After luncheon Tressilvain tried the billiards, but found the game inferior to the English game. So he burrowed into a box of cigars, established himself before the fire with all the newspapers, deploring the fact that the papers were not worth reading.

Lady Tressilvain cornered Shiela and badgered her and stared at her until she dared not lift her hot face or open her lips lest the pent resentment escape; Portlaw smoked a pipe—a sure indication of smouldering wrath; Malcourt, at a desk, blew clouds of smoke from his cigarette and smilingly continued writing to his attorney:

"This is the general idea for the document, and it's up to you to fix it up and make it legal, and have it ready for me when I come to town.
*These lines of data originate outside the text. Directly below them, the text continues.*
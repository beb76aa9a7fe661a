//! End-to-end tests for the coach pipeline.
//!
//! Cover the documented behaviors: the Margherita ranking case, the
//! no-ingredients help path, meal-plan routing, soft-failing external
//! search, and seeded determinism.

use chrono::NaiveDate;
use sage_core::coach::{Coach, CoachReply, ConversationEntry};
use sage_core::config::CoachConfig;
use sage_core::error::SageError;
use sage_core::search::{DisabledSearch, ExternalRecipe, RecipeSearch};
use sage_core::tables::{NutritionRecord, ReferenceTables};
use sage_core::variety::Variety;

struct FailingSearch;

impl RecipeSearch for FailingSearch {
    fn search(&self, _ingredients: &[String]) -> Result<Vec<ExternalRecipe>, SageError> {
        Err(SageError::Search("connection refused".to_string()))
    }
}

struct CannedSearch(Vec<ExternalRecipe>);

impl RecipeSearch for CannedSearch {
    fn search(&self, _ingredients: &[String]) -> Result<Vec<ExternalRecipe>, SageError> {
        Ok(self.0.clone())
    }
}

fn today() -> NaiveDate {
    NaiveDate::from_ymd_opt(2024, 7, 1).unwrap()
}

fn offline_config() -> CoachConfig {
    let mut config = CoachConfig::default();
    config.search.enabled = false;
    config.rng_seed = Some(42);
    config
}

fn sample_nutrition() -> Vec<NutritionRecord> {
    vec![
        NutritionRecord {
            ingredient: "Tomato".to_string(),
            calories_per_100g: 18.0,
            protein_g: 0.9,
            carbs_g: 3.9,
            fat_g: 0.2,
            storage_tip: Some("Store stem-side down at room temperature".to_string()),
        },
        NutritionRecord {
            ingredient: "Cheese".to_string(),
            calories_per_100g: 403.0,
            protein_g: 24.9,
            carbs_g: 1.3,
            fat_g: 33.1,
            storage_tip: Some("Wrap in wax paper, not plastic".to_string()),
        },
    ]
}

fn coach() -> Coach {
    Coach::with_parts(
        ReferenceTables::with_nutrition(sample_nutrition()),
        offline_config(),
        Box::new(DisabledSearch),
        Variety::seeded(42),
    )
}

#[test]
fn test_margherita_end_to_end() {
    let mut coach = coach();
    let reply = coach.respond("tomato, bread, cheese", &[], today());

    let insights = match reply {
        CoachReply::Insights(insights) => insights,
        other => panic!("expected insights, got {other:?}"),
    };

    assert_eq!(insights.ingredients, vec!["tomato", "bread", "cheese"]);
    assert_eq!(
        insights.recommendations[0].recipe.name,
        "Classic Margherita Pizza"
    );
    assert_eq!(
        insights.recommendations[0].missing_ingredients,
        vec!["Basil"]
    );
    assert!(insights.recommendations.len() <= 3);
    // Nutrition matched for tomato and cheese, not bread.
    assert_eq!(insights.nutrition.len(), 2);
    assert_eq!(insights.storage_tips.len(), 2);
    assert!(!insights.did_you_know.is_empty());
    assert_eq!(insights.preservation.len(), 3);
}

#[test]
fn test_empty_message_gets_help() {
    let mut coach = coach();
    assert!(matches!(coach.respond("", &[], today()), CoachReply::Help));
    assert!(matches!(
        coach.respond("   ", &[], today()),
        CoachReply::Help
    ));
}

#[test]
fn test_meal_plan_phrase_routes_to_planner() {
    let mut coach = coach();
    let reply = coach.respond("meal plan for tomato, rice, eggs", &[], today());
    match reply {
        CoachReply::MealPlan { plan, .. } => {
            assert_eq!(plan.days.len(), 7);
            for day in &plan.days {
                assert_eq!(day.meals.len(), 3);
            }
        }
        other => panic!("expected meal plan, got {other:?}"),
    }
}

#[test]
fn test_meal_plan_follow_up_uses_history() {
    let mut coach = coach();
    let history = vec![
        ConversationEntry::user("tomato, rice, eggs"),
        ConversationEntry::coach("Here are some ideas..."),
    ];
    // The follow-up itself names nothing edible; the recent turns do.
    let reply = coach.respond("now give me a weekly plan please", &history, today());
    assert!(matches!(reply, CoachReply::MealPlan { .. }));
}

#[test]
fn test_unknown_ingredient_still_gets_impact() {
    let mut coach = coach();
    let reply = coach.respond("durian, tomato", &[], today());
    let insights = match reply {
        CoachReply::Insights(insights) => insights,
        other => panic!("expected insights, got {other:?}"),
    };
    // Impact is computed for both, the unknown one via default factors.
    assert_eq!(insights.impact.report.ingredients.len(), 2);
    assert_eq!(insights.impact.report.ingredients[0].ingredient, "Durian");
    assert!(insights.impact.report.totals.water_saved_liters > 0.0);
}

#[test]
fn test_search_failure_degrades_to_fallback() {
    // Empty recipe table and empty nutrition: the only hope was the
    // external search, and it is down.
    let tables = ReferenceTables::with_nutrition(Vec::new()).with_recipes(Vec::new());
    let mut coach = Coach::with_parts(
        tables,
        offline_config(),
        Box::new(FailingSearch),
        Variety::seeded(1),
    );
    let reply = coach.respond("tomato, bread", &[], today());
    match reply {
        CoachReply::Fallback { ingredients, tip } => {
            assert_eq!(ingredients, vec!["tomato", "bread"]);
            assert!(!tip.is_empty());
        }
        other => panic!("expected fallback, got {other:?}"),
    }
}

#[test]
fn test_external_results_fill_in_when_engine_is_empty() {
    let tables = ReferenceTables::with_nutrition(Vec::new()).with_recipes(Vec::new());
    let canned = vec![ExternalRecipe {
        title: "Tomato Bruschetta".to_string(),
        href: "http://example.com/bruschetta".to_string(),
        ingredients: "tomato, bread, garlic".to_string(),
    }];
    let mut coach = Coach::with_parts(
        tables,
        offline_config(),
        Box::new(CannedSearch(canned)),
        Variety::seeded(1),
    );
    let reply = coach.respond("tomato, bread", &[], today());
    let insights = match reply {
        CoachReply::Insights(insights) => insights,
        other => panic!("expected insights, got {other:?}"),
    };
    assert!(insights.recommendations.is_empty());
    assert_eq!(insights.external_recipes.len(), 1);
    assert_eq!(insights.external_recipes[0].title, "Tomato Bruschetta");
}

#[test]
fn test_seeded_replies_are_reproducible() {
    let run = || {
        let mut coach = coach();
        match coach.respond("tomato, cheese", &[], today()) {
            CoachReply::Insights(insights) => (
                insights.did_you_know.clone(),
                insights.impact.report.totals.water_saved_liters,
            ),
            other => panic!("expected insights, got {other:?}"),
        }
    };
    assert_eq!(run(), run());
}

#[test]
fn test_extraction_cap_applies_end_to_end() {
    let mut coach = coach();
    let message = (1..=15)
        .map(|i| format!("ingredient{i}"))
        .collect::<Vec<_>>()
        .join(", ");
    let reply = coach.respond(&message, &[], today());
    match reply {
        CoachReply::Insights(insights) => assert_eq!(insights.ingredients.len(), 10),
        other => panic!("expected insights, got {other:?}"),
    }
}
"1st. I want to leave all my property to a Miss Dorothy or Dolly Wilming; and I want you to sell off everything after my death and invest the proceeds for her because it's all she'll have to live on except what she gets by her own endeavours. This, in case I suddenly snuff out.
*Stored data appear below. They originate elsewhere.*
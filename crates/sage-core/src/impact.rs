//! Environmental and economic impact of rescuing ingredients.
//!
//! Coefficient lookups use exact key, then containment, then a default
//! set -- unknown ingredients never fail, they estimate. Per-request
//! weights come from the injectable randomness source so totals are
//! reproducible under a fixed seed.

use crate::matcher::normalize;
use crate::tables::{ImpactFactors, ReferenceTables};
use crate::text::display_name;
use crate::variety::Variety;
use serde::Serialize;

/// Default assumed weight when the caller does not provide one.
pub const DEFAULT_WEIGHT_KG: f64 = 0.5;

/// One tree absorbs roughly this much CO2 per year, kg.
const TREE_CO2_KG_PER_YEAR: f64 = 22.0;
/// Liters per shower.
const SHOWER_LITERS: f64 = 50.0;
/// USD per funded meal.
const MEAL_COST_USD: f64 = 8.0;

fn round_to(value: f64, places: i32) -> f64 {
    let factor = 10f64.powi(places);
    (value * factor).round() / factor
}

/// Impact of rescuing one ingredient at a given weight.
#[derive(Debug, Clone, Serialize)]
pub struct IngredientImpact {
    pub ingredient: String,
    pub weight_kg: f64,
    pub water_saved_liters: f64,
    pub co2_reduced_kg: f64,
    pub land_saved_m2: f64,
    pub money_saved_usd: f64,
}

#[derive(Debug, Clone, Copy, Default, Serialize)]
pub struct ImpactTotals {
    pub water_saved_liters: f64,
    pub co2_reduced_kg: f64,
    pub land_saved_m2: f64,
    pub money_saved_usd: f64,
}

/// Tangible comparisons for the totals.
#[derive(Debug, Clone, Copy, Serialize)]
pub struct ImpactEquivalents {
    pub trees_planted: f64,
    pub showers_saved: u32,
    pub meals_funded: u32,
}

/// Progress toward fixed per-request goals, percentages capped at 100.
#[derive(Debug, Clone, Copy, Serialize)]
pub struct GoalProgress {
    pub water_pct: f64,
    pub co2_pct: f64,
    pub money_pct: f64,
}

#[derive(Debug, Clone, Serialize)]
pub struct ImpactReport {
    pub ingredients: Vec<IngredientImpact>,
    pub totals: ImpactTotals,
    pub equivalents: ImpactEquivalents,
    pub goal_progress: GoalProgress,
}

/// Coefficients for an ingredient: exact key, containment either way,
/// then the default set.
fn factors_for(tables: &ReferenceTables, ingredient: &str) -> ImpactFactors {
    let key = normalize(ingredient);

    for (name, factors) in tables.impact_entries() {
        if *name == key {
            return *factors;
        }
    }
    for (name, factors) in tables.impact_entries() {
        if key.contains(name.as_str()) || name.contains(&key) {
            return *factors;
        }
    }
    tables.default_impact()
}

/// Impact of one ingredient at `weight_kg`.
pub fn calculate_ingredient_impact(
    tables: &ReferenceTables,
    ingredient: &str,
    weight_kg: f64,
) -> IngredientImpact {
    let factors = factors_for(tables, ingredient);
    IngredientImpact {
        ingredient: display_name(ingredient),
        weight_kg,
        water_saved_liters: round_to(factors.water_liters * weight_kg, 1),
        co2_reduced_kg: round_to(factors.co2_kg * weight_kg, 2),
        land_saved_m2: round_to(factors.land_m2 * weight_kg, 3),
        money_saved_usd: round_to(factors.cost_usd * weight_kg, 2),
    }
}

/// Aggregate impact over all ingredients; per-ingredient weights are
/// drawn from `variety` (0.3-0.8 kg each).
pub fn calculate_total_impact(
    tables: &ReferenceTables,
    ingredients: &[String],
    variety: &mut Variety,
) -> ImpactReport {
    let mut per_ingredient = Vec::new();
    let mut totals = ImpactTotals::default();

    for ingredient in ingredients {
        let weight = variety.weight_kg();
        let impact = calculate_ingredient_impact(tables, ingredient, weight);
        totals.water_saved_liters += impact.water_saved_liters;
        totals.co2_reduced_kg += impact.co2_reduced_kg;
        totals.land_saved_m2 += impact.land_saved_m2;
        totals.money_saved_usd += impact.money_saved_usd;
        per_ingredient.push(impact);
    }

    let equivalents = ImpactEquivalents {
        trees_planted: round_to(totals.co2_reduced_kg / TREE_CO2_KG_PER_YEAR, 1),
        showers_saved: (totals.water_saved_liters / SHOWER_LITERS).round() as u32,
        meals_funded: (totals.money_saved_usd / MEAL_COST_USD).round() as u32,
    };

    let goal_progress = GoalProgress {
        water_pct: round_to(totals.water_saved_liters / 10_000.0 * 100.0, 2).min(100.0),
        co2_pct: round_to(totals.co2_reduced_kg / 100.0 * 100.0, 2).min(100.0),
        money_pct: round_to(totals.money_saved_usd / 50.0 * 100.0, 2).min(100.0),
    };

    ImpactReport {
        ingredients: per_ingredient,
        totals: ImpactTotals {
            water_saved_liters: round_to(totals.water_saved_liters, 1),
            co2_reduced_kg: round_to(totals.co2_reduced_kg, 2),
            land_saved_m2: round_to(totals.land_saved_m2, 3),
            money_saved_usd: round_to(totals.money_saved_usd, 2),
        },
        equivalents,
        goal_progress,
    }
}

/// Achievement ladder keyed on CO2 saved.
#[derive(Debug, Clone, Copy, PartialEq, Eq, Serialize)]
pub enum AchievementLevel {
    ClimateHero,
    EcoWarrior,
    GreenChampion,
    EarthFriend,
    GettingStarted,
}

impl AchievementLevel {
    pub fn for_co2_kg(co2_kg: f64) -> Self {
        if co2_kg >= 50.0 {
            Self::ClimateHero
        } else if co2_kg >= 20.0 {
            Self::EcoWarrior
        } else if co2_kg >= 10.0 {
            Self::GreenChampion
        } else if co2_kg >= 5.0 {
            Self::EarthFriend
        } else {
            Self::GettingStarted
        }
    }

    pub fn title(&self) -> &'static str {
        match self {
            Self::ClimateHero => "Climate Hero",
            Self::EcoWarrior => "Eco Warrior",
            Self::GreenChampion => "Green Champion",
            Self::EarthFriend => "Earth Friend",
            Self::GettingStarted => "Getting Started",
        }
    }

    pub fn badge(&self) -> &'static str {
        match self {
            Self::ClimateHero => "🌟",
            Self::EcoWarrior => "🌿",
            Self::GreenChampion => "🌱",
            Self::EarthFriend => "🌍",
            Self::GettingStarted => "🌿",
        }
    }

    pub fn description(&self) -> &'static str {
        match self {
            Self::ClimateHero => "Outstanding environmental impact!",
            Self::EcoWarrior => "Great contribution to sustainability!",
            Self::GreenChampion => "Making a positive difference!",
            Self::EarthFriend => "Every action counts!",
            Self::GettingStarted => "Keep up the good work!",
        }
    }
}

/// A weekly sustainability challenge.
#[derive(Debug, Clone, Copy, PartialEq, Eq, Serialize)]
pub struct WeeklyChallenge {
    pub title: &'static str,
    pub description: &'static str,
    pub target: &'static str,
}

const WEEKLY_CHALLENGES: &[WeeklyChallenge] = &[
    WeeklyChallenge {
        title: "Zero Vegetable Waste",
        description: "Use every part of your vegetables this week",
        target: "Save 10kg CO2 with vegetable scraps",
    },
    WeeklyChallenge {
        title: "Leftover Master",
        description: "Transform all leftovers into new meals",
        target: "Create 5 new recipes from leftovers",
    },
    WeeklyChallenge {
        title: "Storage Optimizer",
        description: "Perfect your food storage techniques",
        target: "Extend food life by 3+ days",
    },
    WeeklyChallenge {
        title: "Portion Pro",
        description: "Cook exact portions to minimize waste",
        target: "Zero plate waste for 7 days",
    },
];

/// Pick this week's challenge from the fixed pool.
pub fn weekly_challenge(variety: &mut Variety) -> WeeklyChallenge {
    *variety.pick(WEEKLY_CHALLENGES).unwrap_or(&WEEKLY_CHALLENGES[0])
}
"2d. I want to leave my English riding-crop, spurs, bridle, and saddle to a Miss Virginia Suydam. Fix it legally.

"3d. Here is a list of eighteen ladies. Each is to have one of my eighteen Chinese gods.

"4th. To my wife I leave the nineteenth god. Mr. Hamil has it in his possession. I have no right to dispose of it, but he will have some day.

"5th. To John Garret Hamil, 3d, I leave my volume of Jean DuMont, the same being an essay on Friendship.

"6th. To my friend, William Van Bueren Portlaw, I leave my dogs, rods, and guns with a recommendation that he use them and his legs.

"7th. To my sister, Lady Tressilvain, I leave my book of comic Bridge rules, and to her husband a volume of Methodist hymns.